_REQUIREMENT_
The required output is a number: how many lines of the data below include the string "cardbyte".

>>>>

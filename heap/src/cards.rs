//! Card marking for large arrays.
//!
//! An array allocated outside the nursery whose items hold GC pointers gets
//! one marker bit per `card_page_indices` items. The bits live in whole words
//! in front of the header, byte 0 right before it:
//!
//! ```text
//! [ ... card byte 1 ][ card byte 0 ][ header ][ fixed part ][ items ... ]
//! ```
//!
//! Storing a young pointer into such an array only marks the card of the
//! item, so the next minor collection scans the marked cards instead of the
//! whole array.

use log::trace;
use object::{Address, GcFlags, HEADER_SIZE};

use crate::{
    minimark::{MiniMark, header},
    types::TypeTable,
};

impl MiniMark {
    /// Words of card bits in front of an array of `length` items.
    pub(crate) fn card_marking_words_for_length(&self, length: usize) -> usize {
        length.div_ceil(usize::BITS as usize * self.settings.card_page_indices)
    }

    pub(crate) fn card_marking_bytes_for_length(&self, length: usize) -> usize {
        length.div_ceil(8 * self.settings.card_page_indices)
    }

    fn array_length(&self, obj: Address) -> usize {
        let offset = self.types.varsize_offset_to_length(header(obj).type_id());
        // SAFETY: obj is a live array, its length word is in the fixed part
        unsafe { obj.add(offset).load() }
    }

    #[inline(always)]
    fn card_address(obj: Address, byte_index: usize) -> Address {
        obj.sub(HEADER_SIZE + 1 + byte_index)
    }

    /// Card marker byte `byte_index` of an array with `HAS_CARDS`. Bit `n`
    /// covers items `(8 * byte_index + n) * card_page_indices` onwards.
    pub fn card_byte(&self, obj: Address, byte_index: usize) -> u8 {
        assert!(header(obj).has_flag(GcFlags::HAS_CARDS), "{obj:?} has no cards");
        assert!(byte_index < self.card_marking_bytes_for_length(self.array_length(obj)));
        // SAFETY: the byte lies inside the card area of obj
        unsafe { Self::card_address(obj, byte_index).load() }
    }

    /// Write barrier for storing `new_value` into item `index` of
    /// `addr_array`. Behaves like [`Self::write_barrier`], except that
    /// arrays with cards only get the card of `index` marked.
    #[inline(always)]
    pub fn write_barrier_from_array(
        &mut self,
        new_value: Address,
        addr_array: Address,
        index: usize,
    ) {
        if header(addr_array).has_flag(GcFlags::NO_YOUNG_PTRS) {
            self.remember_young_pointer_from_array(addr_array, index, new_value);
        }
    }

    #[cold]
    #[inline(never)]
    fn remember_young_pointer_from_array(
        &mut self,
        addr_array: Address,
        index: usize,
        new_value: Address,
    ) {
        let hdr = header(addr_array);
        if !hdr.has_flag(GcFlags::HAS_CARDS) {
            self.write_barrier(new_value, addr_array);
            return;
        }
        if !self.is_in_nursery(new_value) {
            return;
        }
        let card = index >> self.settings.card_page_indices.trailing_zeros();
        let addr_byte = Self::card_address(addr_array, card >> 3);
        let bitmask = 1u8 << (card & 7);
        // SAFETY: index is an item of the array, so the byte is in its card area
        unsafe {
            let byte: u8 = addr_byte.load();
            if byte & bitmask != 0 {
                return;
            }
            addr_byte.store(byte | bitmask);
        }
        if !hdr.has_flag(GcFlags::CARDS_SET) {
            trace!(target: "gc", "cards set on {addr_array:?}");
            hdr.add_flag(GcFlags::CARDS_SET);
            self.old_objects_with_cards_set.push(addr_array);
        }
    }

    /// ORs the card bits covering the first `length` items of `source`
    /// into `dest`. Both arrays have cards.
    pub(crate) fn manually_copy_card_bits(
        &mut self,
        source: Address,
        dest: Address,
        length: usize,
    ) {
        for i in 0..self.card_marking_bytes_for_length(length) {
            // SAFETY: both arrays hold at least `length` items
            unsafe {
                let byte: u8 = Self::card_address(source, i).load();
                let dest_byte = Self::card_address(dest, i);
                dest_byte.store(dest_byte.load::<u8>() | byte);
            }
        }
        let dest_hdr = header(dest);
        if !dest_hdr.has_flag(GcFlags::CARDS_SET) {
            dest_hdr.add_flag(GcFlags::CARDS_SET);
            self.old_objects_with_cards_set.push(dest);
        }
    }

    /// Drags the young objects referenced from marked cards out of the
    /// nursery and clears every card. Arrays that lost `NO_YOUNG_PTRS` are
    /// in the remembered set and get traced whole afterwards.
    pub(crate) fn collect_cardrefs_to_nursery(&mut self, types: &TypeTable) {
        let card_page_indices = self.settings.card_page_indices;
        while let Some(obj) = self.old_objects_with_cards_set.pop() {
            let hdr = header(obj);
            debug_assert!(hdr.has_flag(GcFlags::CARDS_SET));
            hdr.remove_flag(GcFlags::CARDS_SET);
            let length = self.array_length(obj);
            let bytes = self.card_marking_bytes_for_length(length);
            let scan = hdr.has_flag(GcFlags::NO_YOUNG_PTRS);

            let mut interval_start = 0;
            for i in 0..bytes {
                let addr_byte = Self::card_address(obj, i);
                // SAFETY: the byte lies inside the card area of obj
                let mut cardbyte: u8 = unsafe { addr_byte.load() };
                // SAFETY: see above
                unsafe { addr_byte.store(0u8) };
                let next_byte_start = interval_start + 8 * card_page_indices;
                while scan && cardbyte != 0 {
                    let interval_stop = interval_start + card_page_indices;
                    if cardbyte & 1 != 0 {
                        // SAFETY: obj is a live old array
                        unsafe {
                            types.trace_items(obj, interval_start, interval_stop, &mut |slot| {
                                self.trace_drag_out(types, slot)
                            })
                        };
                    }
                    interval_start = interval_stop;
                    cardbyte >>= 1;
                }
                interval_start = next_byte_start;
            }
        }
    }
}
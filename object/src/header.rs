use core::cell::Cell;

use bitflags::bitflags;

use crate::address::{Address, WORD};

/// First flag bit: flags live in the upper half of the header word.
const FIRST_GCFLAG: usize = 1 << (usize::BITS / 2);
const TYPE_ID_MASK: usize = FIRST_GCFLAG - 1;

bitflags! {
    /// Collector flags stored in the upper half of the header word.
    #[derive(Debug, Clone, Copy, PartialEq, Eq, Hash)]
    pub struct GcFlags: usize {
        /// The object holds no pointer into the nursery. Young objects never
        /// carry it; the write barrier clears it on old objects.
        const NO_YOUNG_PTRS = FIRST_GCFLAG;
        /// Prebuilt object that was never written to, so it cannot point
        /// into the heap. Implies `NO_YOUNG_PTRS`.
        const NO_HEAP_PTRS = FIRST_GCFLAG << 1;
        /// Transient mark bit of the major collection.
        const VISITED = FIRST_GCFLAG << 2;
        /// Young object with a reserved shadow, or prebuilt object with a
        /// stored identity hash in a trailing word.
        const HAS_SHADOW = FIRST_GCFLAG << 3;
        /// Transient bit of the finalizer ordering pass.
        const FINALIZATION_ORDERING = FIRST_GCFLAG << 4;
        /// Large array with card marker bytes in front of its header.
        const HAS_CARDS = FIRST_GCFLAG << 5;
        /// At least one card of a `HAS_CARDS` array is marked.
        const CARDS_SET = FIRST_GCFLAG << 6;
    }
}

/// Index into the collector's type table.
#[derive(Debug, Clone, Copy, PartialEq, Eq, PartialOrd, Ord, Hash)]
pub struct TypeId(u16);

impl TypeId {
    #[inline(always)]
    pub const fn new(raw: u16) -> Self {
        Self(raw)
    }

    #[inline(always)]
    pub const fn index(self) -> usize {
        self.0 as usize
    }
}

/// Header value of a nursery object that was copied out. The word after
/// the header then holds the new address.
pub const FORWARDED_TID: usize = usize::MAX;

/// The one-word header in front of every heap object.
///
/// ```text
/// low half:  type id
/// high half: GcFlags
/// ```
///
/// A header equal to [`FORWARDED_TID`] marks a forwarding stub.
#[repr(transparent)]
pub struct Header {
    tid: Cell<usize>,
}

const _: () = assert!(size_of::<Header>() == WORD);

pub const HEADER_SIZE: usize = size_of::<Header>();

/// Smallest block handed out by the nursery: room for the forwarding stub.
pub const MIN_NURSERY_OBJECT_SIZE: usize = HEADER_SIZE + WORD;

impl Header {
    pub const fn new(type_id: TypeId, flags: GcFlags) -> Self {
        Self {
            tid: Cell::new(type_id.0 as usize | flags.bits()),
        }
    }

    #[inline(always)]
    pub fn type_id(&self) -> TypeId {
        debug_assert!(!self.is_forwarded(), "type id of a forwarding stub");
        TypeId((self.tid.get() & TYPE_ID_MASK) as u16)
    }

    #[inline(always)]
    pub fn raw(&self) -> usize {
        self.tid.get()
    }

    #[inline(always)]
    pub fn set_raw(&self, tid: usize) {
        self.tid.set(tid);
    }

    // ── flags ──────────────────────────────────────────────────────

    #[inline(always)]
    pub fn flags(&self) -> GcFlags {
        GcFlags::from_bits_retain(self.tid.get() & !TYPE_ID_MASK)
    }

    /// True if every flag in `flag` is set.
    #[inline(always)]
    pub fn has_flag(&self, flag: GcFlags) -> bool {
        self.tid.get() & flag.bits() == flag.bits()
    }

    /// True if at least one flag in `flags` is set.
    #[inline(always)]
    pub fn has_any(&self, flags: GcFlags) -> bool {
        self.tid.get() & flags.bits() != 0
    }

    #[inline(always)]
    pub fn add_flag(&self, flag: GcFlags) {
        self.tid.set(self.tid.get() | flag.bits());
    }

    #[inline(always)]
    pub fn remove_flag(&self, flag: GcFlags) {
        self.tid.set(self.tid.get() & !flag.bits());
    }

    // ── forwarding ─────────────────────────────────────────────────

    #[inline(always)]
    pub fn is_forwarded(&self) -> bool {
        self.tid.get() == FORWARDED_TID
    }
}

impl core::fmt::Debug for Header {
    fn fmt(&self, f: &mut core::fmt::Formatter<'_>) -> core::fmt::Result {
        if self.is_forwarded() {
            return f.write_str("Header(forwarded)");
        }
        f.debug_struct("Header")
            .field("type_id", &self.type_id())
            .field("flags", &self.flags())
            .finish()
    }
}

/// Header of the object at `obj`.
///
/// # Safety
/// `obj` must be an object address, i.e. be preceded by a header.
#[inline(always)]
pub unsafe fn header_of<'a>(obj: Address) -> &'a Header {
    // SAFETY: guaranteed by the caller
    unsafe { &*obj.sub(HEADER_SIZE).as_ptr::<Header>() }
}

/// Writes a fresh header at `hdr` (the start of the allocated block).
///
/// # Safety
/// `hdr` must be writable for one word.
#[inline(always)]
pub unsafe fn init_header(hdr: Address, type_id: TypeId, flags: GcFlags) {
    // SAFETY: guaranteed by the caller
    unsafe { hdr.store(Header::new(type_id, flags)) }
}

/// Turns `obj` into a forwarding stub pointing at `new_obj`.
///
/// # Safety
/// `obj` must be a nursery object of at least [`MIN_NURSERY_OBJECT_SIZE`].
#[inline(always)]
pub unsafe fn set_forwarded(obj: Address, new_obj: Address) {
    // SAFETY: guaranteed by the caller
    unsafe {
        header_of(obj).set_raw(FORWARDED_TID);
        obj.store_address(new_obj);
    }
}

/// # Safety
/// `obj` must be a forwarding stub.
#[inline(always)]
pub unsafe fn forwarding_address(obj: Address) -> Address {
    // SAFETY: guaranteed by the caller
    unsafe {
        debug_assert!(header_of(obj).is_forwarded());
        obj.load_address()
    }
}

<<<<
>>>>

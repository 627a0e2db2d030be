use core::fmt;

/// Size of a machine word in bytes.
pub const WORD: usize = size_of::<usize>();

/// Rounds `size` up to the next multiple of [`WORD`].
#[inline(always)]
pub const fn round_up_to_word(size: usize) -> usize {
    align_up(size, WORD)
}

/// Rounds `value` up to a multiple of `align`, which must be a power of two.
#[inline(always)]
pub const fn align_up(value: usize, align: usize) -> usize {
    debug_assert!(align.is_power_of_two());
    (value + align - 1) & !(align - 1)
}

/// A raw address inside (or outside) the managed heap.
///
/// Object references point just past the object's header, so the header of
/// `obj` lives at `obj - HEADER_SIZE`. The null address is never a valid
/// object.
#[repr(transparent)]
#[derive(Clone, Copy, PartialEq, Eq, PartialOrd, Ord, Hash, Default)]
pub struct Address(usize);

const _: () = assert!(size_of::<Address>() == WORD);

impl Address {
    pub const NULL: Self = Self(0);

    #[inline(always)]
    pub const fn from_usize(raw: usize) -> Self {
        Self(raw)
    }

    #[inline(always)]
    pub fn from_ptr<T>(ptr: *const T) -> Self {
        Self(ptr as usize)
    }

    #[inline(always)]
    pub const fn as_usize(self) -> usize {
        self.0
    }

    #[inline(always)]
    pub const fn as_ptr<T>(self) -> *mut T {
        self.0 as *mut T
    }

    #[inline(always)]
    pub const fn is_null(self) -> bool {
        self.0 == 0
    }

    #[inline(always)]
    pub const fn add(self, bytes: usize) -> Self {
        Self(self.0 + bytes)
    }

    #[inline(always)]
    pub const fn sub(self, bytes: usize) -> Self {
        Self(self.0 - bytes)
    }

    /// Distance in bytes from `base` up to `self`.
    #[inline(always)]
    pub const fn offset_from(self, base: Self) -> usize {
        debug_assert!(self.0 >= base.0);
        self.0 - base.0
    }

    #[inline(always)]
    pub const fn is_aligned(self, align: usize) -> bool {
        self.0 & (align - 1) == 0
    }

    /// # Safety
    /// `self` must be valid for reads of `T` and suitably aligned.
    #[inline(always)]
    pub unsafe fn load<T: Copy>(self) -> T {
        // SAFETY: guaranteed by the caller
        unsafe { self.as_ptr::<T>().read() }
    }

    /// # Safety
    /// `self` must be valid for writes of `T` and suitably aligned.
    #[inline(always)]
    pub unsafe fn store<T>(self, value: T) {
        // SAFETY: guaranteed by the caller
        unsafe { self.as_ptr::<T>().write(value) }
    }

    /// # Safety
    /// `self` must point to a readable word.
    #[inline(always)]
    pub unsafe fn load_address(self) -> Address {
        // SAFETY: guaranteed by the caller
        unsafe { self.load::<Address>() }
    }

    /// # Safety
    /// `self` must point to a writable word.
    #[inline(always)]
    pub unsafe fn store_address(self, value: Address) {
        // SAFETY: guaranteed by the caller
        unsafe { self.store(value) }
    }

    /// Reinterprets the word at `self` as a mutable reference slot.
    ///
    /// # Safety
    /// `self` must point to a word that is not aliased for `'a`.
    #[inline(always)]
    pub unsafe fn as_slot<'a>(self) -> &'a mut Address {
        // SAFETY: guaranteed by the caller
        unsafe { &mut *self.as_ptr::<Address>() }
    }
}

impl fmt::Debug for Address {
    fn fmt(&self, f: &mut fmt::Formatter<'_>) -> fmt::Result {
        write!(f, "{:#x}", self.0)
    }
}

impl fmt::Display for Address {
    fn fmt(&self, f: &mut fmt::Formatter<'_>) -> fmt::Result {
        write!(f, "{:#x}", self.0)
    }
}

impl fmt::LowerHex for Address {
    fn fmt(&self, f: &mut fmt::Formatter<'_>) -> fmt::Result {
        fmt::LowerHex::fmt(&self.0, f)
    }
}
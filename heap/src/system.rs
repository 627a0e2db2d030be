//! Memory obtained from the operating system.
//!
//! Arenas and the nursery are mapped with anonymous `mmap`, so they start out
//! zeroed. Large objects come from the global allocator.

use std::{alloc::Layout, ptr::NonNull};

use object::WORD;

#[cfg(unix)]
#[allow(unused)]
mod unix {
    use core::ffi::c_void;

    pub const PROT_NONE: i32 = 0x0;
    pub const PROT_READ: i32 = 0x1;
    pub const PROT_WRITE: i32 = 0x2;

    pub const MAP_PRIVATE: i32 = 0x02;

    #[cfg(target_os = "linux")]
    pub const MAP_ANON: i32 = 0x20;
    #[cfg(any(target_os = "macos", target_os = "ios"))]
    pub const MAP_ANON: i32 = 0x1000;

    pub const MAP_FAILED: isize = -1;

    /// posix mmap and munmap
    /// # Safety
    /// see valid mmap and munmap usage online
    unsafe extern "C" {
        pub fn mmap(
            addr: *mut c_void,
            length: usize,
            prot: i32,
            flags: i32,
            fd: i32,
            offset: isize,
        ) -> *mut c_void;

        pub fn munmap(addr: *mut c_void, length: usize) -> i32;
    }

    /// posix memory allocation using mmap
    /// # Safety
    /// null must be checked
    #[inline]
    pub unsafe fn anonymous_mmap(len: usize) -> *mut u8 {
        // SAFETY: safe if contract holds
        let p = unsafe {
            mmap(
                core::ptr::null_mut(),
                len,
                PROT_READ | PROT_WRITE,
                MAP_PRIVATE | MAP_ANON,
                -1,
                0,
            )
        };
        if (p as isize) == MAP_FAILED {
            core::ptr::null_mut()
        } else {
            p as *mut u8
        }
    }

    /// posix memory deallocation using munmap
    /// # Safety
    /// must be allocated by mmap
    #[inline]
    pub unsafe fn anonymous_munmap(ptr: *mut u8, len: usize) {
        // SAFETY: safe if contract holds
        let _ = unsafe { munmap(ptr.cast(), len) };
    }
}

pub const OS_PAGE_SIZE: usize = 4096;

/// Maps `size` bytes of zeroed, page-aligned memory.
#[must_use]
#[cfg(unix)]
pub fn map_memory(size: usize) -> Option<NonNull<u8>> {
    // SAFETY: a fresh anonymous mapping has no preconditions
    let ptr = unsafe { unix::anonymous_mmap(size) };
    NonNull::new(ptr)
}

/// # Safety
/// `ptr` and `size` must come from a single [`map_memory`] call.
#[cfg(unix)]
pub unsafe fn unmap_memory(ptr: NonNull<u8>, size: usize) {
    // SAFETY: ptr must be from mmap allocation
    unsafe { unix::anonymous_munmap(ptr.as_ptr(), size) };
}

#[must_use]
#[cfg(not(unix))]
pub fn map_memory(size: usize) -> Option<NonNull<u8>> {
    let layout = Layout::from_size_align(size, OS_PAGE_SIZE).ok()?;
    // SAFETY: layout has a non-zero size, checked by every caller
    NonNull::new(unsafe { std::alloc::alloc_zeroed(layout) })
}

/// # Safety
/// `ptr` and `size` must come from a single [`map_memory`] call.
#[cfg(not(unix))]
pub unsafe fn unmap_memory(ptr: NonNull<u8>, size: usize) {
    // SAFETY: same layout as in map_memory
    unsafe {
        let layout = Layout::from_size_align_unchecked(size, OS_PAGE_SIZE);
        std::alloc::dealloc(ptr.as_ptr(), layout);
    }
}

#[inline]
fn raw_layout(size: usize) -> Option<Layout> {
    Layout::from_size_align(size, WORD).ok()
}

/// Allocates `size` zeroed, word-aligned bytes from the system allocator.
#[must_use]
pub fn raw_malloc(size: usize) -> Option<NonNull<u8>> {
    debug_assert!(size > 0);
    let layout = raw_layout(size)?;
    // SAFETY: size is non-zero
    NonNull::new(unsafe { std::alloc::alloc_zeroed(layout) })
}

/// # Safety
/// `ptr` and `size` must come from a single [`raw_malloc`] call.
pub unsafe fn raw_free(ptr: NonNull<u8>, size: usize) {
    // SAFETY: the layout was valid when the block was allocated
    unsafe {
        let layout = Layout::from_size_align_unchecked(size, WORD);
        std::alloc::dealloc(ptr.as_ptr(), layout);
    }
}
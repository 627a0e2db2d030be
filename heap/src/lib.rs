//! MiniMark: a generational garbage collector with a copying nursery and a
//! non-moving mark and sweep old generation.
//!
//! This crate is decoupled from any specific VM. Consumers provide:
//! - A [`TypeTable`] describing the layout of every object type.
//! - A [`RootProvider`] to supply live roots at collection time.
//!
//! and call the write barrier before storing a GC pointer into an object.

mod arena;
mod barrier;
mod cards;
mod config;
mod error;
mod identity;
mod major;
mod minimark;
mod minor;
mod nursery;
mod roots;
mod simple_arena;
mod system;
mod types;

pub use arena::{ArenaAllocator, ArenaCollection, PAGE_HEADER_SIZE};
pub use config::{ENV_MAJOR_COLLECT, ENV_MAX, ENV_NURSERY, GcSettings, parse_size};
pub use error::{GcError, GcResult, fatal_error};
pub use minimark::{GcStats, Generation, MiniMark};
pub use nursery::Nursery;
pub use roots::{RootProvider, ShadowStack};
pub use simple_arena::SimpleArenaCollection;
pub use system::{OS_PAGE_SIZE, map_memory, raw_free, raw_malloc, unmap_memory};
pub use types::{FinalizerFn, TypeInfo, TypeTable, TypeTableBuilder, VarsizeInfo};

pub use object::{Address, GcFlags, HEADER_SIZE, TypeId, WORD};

<<<<

_THE COMPLETED TASK_
4